> **EXTRACTED DATA**:
//! Configuration loading and typed config structures for the RoboRanch
//! simulation.
//!
//! The canonical configuration lives in `roboranch-config.yaml` at the
//! project root. This module defines strongly-typed structs that mirror the
//! YAML structure, and provides a loader that reads and validates the file.
//! Every field has a default matching the stock game, so a partial file (or
//! no file at all) is a valid configuration.

use std::collections::BTreeMap;
use std::path::Path;

use roboranch_agents::{ActionTuning, BatteryTuning, DeployDefaults, RobotCatalog};
use roboranch_script::ScriptLimits;
use roboranch_types::BuiltinBehavior;
use roboranch_world::{
    DEFAULT_MAX_EXPANSIONS, FarmLayout, GrowthSettings, RainChances, SpeciesCatalog,
};
use serde::Deserialize;

/// Environment variable that overrides `simulation.max_ticks`.
pub const MAX_TICKS_ENV: &str = "ROBORANCH_MAX_TICKS";

/// Errors that can occur when loading configuration.
#[derive(Debug, thiserror::Error)]
pub enum ConfigError {
    /// Failed to read the configuration file from disk.
    #[error("failed to read config file: {source}")]
    Io {
        /// The underlying I/O error.
        #[from]
        source: std::io::Error,
    },

    /// Failed to parse YAML content.
    #[error("failed to parse config YAML: {source}")]
    Yaml {
        /// The underlying YAML parse error.
        source: serde_yml::Error,
    },

    /// A value is outside its allowed range.
    #[error("invalid configuration: {reason}")]
    Invalid {
        /// Which value is wrong and why.
        reason: String,
    },
}

impl From<serde_yml::Error> for ConfigError {
    fn from(source: serde_yml::Error) -> Self {
        Self::Yaml { source }
    }
}

/// Top-level simulation configuration.
///
/// Mirrors the structure of `roboranch-config.yaml`.
#[derive(Debug, Clone, Default, PartialEq, Deserialize)]
pub struct SimulationConfig {
    /// Farm dimensions and seed.
    #[serde(default)]
    pub world: WorldConfig,

    /// Tick rate, calendar, growth, and weather.
    #[serde(default)]
    pub time: TimeConfig,

    /// Robot models and mechanics.
    #[serde(default)]
    pub robots: RobotsConfig,

    /// Plantable species.
    #[serde(default)]
    pub crops: SpeciesCatalog,

    /// Sandbox limits for custom scripts.
    #[serde(default)]
    pub scripting: ScriptLimits,

    /// Fleet limits and starting stock.
    #[serde(default)]
    pub fleet: FleetConfig,

    /// Run bounds and pacing.
    #[serde(default)]
    pub simulation: SimulationBoundsConfig,

    /// Save file settings.
    #[serde(default)]
    pub persistence: PersistenceConfig,

    /// Logging configuration.
    #[serde(default)]
    pub logging: LoggingConfig,
}

impl SimulationConfig {
    /// Load configuration from a YAML file at the given path.
    ///
    /// `ROBORANCH_MAX_TICKS` overrides `simulation.max_ticks`.
    ///
    /// # Errors
    ///
    /// Returns [`ConfigError::Io`] if the file cannot be read,
    /// [`ConfigError::Yaml`] if the content is not valid YAML, or
    /// [`ConfigError::Invalid`] if a value is out of range.
    pub fn from_file(path: &Path) -> Result<Self, ConfigError> {
        let contents = std::fs::read_to_string(path)?;
        Self::parse(&contents)
    }

    /// Load `path` if it exists, otherwise use the defaults.
    ///
    /// # Errors
    ///
    /// Same as [`SimulationConfig::from_file`] for a file that exists.
    pub fn load_or_default(path: &Path) -> Result<Self, ConfigError> {
        if path.exists() {
            return Self::from_file(path);
        }
        let mut config = Self::default();
        config.simulation.apply_env_overrides();
        Ok(config)
    }

    /// Parse configuration from a YAML string.
    ///
    /// # Errors
    ///
    /// Returns [`ConfigError::Yaml`] if the string is not valid YAML, or
    /// [`ConfigError::Invalid`] if a value is out of range.
    pub fn parse(yaml: &str) -> Result<Self, ConfigError> {
        let mut config: Self = serde_yml::from_str(yaml)?;
        config.simulation.apply_env_overrides();
        config.validate()?;
        Ok(config)
    }

    /// Check ranges that serde cannot express.
    ///
    /// # Errors
    ///
    /// Returns [`ConfigError::Invalid`] naming the first bad value.
    pub fn validate(&self) -> Result<(), ConfigError> {
        let invalid = |reason: &str| {
            Err(ConfigError::Invalid {
                reason: reason.to_owned(),
            })
        };
        if self.time.ticks_per_second == 0 {
            return invalid("time.ticks_per_second must be at least 1");
        }
        if self.time.ticks_per_day == 0 || self.time.days_per_season == 0 {
            return invalid("time.ticks_per_day and time.days_per_season must be at least 1");
        }
        if self.time.growth_pass_interval == 0 {
            return invalid("time.growth_pass_interval must be at least 1");
        }
        if self.robots.models.get(&self.fleet.starting_model).is_none()
            && self.fleet.starting_robots > 0
        {
            return invalid("fleet.starting_model is not a configured robot model");
        }
        for (key, species) in self.crops.iter() {
            if species.stages == 0 || species.yield_units == 0 {
                return invalid(&format!(
                    "crops.{key} needs at least one growth stage and one unit of yield"
                ));
            }
        }
        if !self.crops.contains(&self.fleet.default_crop) {
            return invalid("fleet.default_crop is not a configured crop");
        }
        Ok(())
    }
}

// ---------------------------------------------------------------------------
// Sections
// ---------------------------------------------------------------------------

/// Farm dimensions and generation seed.
#[derive(Debug, Clone, PartialEq, Eq, Deserialize)]
pub struct WorldConfig {
    /// Human-readable farm name.
    #[serde(default = "default_farm_name")]
    pub name: String,

    /// Seed for the starting layout and the rain roll.
    #[serde(default = "default_seed")]
    pub seed: u64,

    /// Grid width in tiles.
    #[serde(default = "default_width")]
    pub width: u32,

    /// Grid height in tiles.
    #[serde(default = "default_height")]
    pub height: u32,

    /// Width of the cleared area around the farmhouse.
    #[serde(default = "default_clearing_width")]
    pub clearing_width: u32,

    /// Height of the cleared area around the farmhouse.
    #[serde(default = "default_clearing_height")]
    pub clearing_height: u32,
}

impl WorldConfig {
    /// Layout parameters for the starting farm.
    pub const fn layout(&self) -> FarmLayout {
        FarmLayout {
            width: self.width,
            height: self.height,
            seed: self.seed,
            clearing_width: self.clearing_width,
            clearing_height: self.clearing_height,
        }
    }
}

impl Default for WorldConfig {
    fn default() -> Self {
        Self {
            name: default_farm_name(),
            seed: default_seed(),
            width: default_width(),
            height: default_height(),
            clearing_width: default_clearing_width(),
            clearing_height: default_clearing_height(),
        }
    }
}

/// Tick rate, calendar, crop growth, and weather.
#[derive(Debug, Clone, Copy, PartialEq, Eq, Deserialize)]
pub struct TimeConfig {
    /// Simulated ticks per second of game time. Robot speeds and charge
    /// rates are per second and divided by this.
    #[serde(default = "default_ticks_per_second")]
    pub ticks_per_second: u32,

    /// Length of an in-game day in ticks.
    #[serde(default = "default_ticks_per_day")]
    pub ticks_per_day: u64,

    /// Days in each season.
    #[serde(default = "default_days_per_season")]
    pub days_per_season: u64,

    /// Ticks between crop growth passes.
    #[serde(default = "default_growth_pass_interval")]
    pub growth_pass_interval: u64,

    /// Whether crops stop growing in winter.
    #[serde(default = "default_true")]
    pub winter_dormancy: bool,

    /// Seasonal rain chances.
    #[serde(default)]
    pub rain: RainChances,
}

impl TimeConfig {
    /// Parameters for the growth pass.
    pub const fn growth_settings(&self) -> GrowthSettings {
        GrowthSettings {
            pass_interval: self.growth_pass_interval,
            ticks_per_day: self.ticks_per_day,
            winter_dormancy: self.winter_dormancy,
        }
    }
}

impl Default for TimeConfig {
    fn default() -> Self {
        Self {
            ticks_per_second: default_ticks_per_second(),
            ticks_per_day: default_ticks_per_day(),
            days_per_season: default_days_per_season(),
            growth_pass_interval: default_growth_pass_interval(),
            winter_dormancy: true,
            rain: RainChances::default(),
        }
    }
}

/// Robot models and mechanics.
#[derive(Debug, Clone, PartialEq, Eq, Deserialize)]
pub struct RobotsConfig {
    /// Deployable models keyed by model key.
    #[serde(default)]
    pub models: RobotCatalog,

    /// Action durations and seed handling.
    #[serde(default)]
    pub actions: ActionTuning,

    /// Battery thresholds and drain factors.
    #[serde(default)]
    pub battery: BatteryTuning,

    /// Idle ticks between behavior dispatches.
    #[serde(default = "default_work_delay")]
    pub work_delay: u32,

    /// Pathfinder expansion budget per search.
    #[serde(default = "default_max_path_expansions")]
    pub max_path_expansions: usize,
}

impl Default for RobotsConfig {
    fn default() -> Self {
        Self {
            models: RobotCatalog::default(),
            actions: ActionTuning::default(),
            battery: BatteryTuning::default(),
            work_delay: default_work_delay(),
            max_path_expansions: default_max_path_expansions(),
        }
    }
}

/// Fleet limits, deploy defaults, and starting stock.
#[derive(Debug, Clone, PartialEq, Eq, Deserialize)]
pub struct FleetConfig {
    /// Robots allowed before perks.
    #[serde(default = "default_max_robots")]
    pub max_robots: u32,

    /// Built-in behavior of newly deployed robots.
    #[serde(default = "default_behavior")]
    pub default_behavior: BuiltinBehavior,

    /// Species newly deployed robots plant.
    #[serde(default = "default_crop")]
    pub default_crop: String,

    /// Robots deployed on a new farm.
    #[serde(default = "default_starting_robots")]
    pub starting_robots: u32,

    /// Model of the starting robots.
    #[serde(default = "default_starting_model")]
    pub starting_model: String,

    /// Seeds in the shared stockpile on a new farm.
    #[serde(default = "default_starting_seeds")]
    pub starting_seeds: BTreeMap<String, u32>,
}

impl FleetConfig {
    /// Settings applied to each deployed robot.
    pub fn deploy_defaults(&self) -> DeployDefaults {
        DeployDefaults {
            behavior: self.default_behavior,
            assigned_crop: self.default_crop.clone(),
        }
    }
}

impl Default for FleetConfig {
    fn default() -> Self {
        Self {
            max_robots: default_max_robots(),
            default_behavior: default_behavior(),
            default_crop: default_crop(),
            starting_robots: default_starting_robots(),
            starting_model: default_starting_model(),
            starting_seeds: default_starting_seeds(),
        }
    }
}

/// Simulation boundary and pacing configuration.
///
/// A value of 0 for either `max_ticks` or `max_real_time_seconds` means
/// unlimited.
#[derive(Debug, Clone, Copy, PartialEq, Eq, Deserialize)]
pub struct SimulationBoundsConfig {
    /// Maximum number of ticks before the simulation ends (0 = unlimited).
    #[serde(default)]
    pub max_ticks: u64,

    /// Maximum wall-clock seconds before the simulation ends (0 = unlimited).
    #[serde(default)]
    pub max_real_time_seconds: u64,

    /// Real-time milliseconds between ticks (0 = as fast as possible).
    #[serde(default = "default_tick_interval_ms")]
    pub tick_interval_ms: u64,
}

impl SimulationBoundsConfig {
    /// Apply `ROBORANCH_MAX_TICKS` if it is set to a number.
    pub fn apply_env_overrides(&mut self) {
        if let Some(max) = std::env::var(MAX_TICKS_ENV)
            .ok()
            .and_then(|v| v.trim().parse().ok())
        {
            self.max_ticks = max;
        }
    }
}

impl Default for SimulationBoundsConfig {
    fn default() -> Self {
        Self {
            max_ticks: 0,
            max_real_time_seconds: 0,
            tick_interval_ms: default_tick_interval_ms(),
        }
    }
}

/// Save file settings.
#[derive(Debug, Clone, PartialEq, Eq, Deserialize)]
pub struct PersistenceConfig {
    /// Where snapshots are written and read.
    #[serde(default = "default_save_path")]
    pub save_path: String,

    /// Ticks between autosaves (0 = only at shutdown).
    #[serde(default)]
    pub autosave_every_ticks: u64,

    /// Resume from `save_path` at startup if the file exists.
    #[serde(default = "default_true")]
    pub resume: bool,
}

impl Default for PersistenceConfig {
    fn default() -> Self {
        Self {
            save_path: default_save_path(),
            autosave_every_ticks: 0,
            resume: true,
        }
    }
}

/// Logging configuration.
#[derive(Debug, Clone, PartialEq, Eq, Deserialize)]
pub struct LoggingConfig {
    /// Log level (trace, debug, info, warn, error) used when `RUST_LOG` is
    /// unset.
    #[serde(default = "default_log_level")]
    pub level: String,

    /// Ticks between tick summary log lines (0 = never).
    #[serde(default = "default_summary_every_ticks")]
    pub summary_every_ticks: u64,

    /// Emit JSON log lines instead of the human-readable format.
    #[serde(default)]
    pub json: bool,
}

impl Default for LoggingConfig {
    fn default() -> Self {
        Self {
            level: default_log_level(),
            summary_every_ticks: default_summary_every_ticks(),
            json: false,
        }
    }
}

// ---------------------------------------------------------------------------
// Default value functions (serde default requires named functions)
// ---------------------------------------------------------------------------

fn default_farm_name() -> String {
    "RoboRanch".to_owned()
}

const fn default_seed() -> u64 {
    42
}

const fn default_width() -> u32 {
    80
}

const fn default_height() -> u32 {
    60
}

const fn default_clearing_width() -> u32 {
    26
}

const fn default_clearing_height() -> u32 {
    20
}

const fn default_ticks_per_second() -> u32 {
    60
}

const fn default_ticks_per_day() -> u64 {
    10_800
}

const fn default_days_per_season() -> u64 {
    28
}

const fn default_growth_pass_interval() -> u64 {
    30
}

const fn default_true() -> bool {
    true
}

const fn default_work_delay() -> u32 {
    22
}

const fn default_max_path_expansions() -> usize {
    DEFAULT_MAX_EXPANSIONS
}

const fn default_max_robots() -> u32 {
    30
}

const fn default_behavior() -> BuiltinBehavior {
    BuiltinBehavior::AutoFarm
}

fn default_crop() -> String {
    "wheat".to_owned()
}

const fn default_starting_robots() -> u32 {
    1
}

fn default_starting_model() -> String {
    "basic".to_owned()
}

fn default_starting_seeds() -> BTreeMap<String, u32> {
    BTreeMap::from([("wheat".to_owned(), 10), ("carrot".to_owned(), 5)])
}

const fn default_tick_interval_ms() -> u64 {
    16
}

fn default_save_path() -> String {
    "roboranch-save.json".to_owned()
}

fn default_log_level() -> String {
    "info".to_owned()
}

const fn default_summary_every_ticks() -> u64 {
    600
}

> **PROBLEM REQUIREMENTS**: Starting at the first line of the records above, please copy each line exactly until you reach the line containing "partial file (or". Include that line and stop there.

> **ANSWER TO THE EXERCISE**:
//! Configuration loading and typed config structures for the RoboRanch
//! simulation.
//!
//! The canonical configuration lives in `roboranch-config.yaml` at the
//! project root. This module defines strongly-typed structs that mirror the
//! YAML structure, and provides a loader that reads and validates the file.
//! Every field has a default matching the stock game, so a partial file (or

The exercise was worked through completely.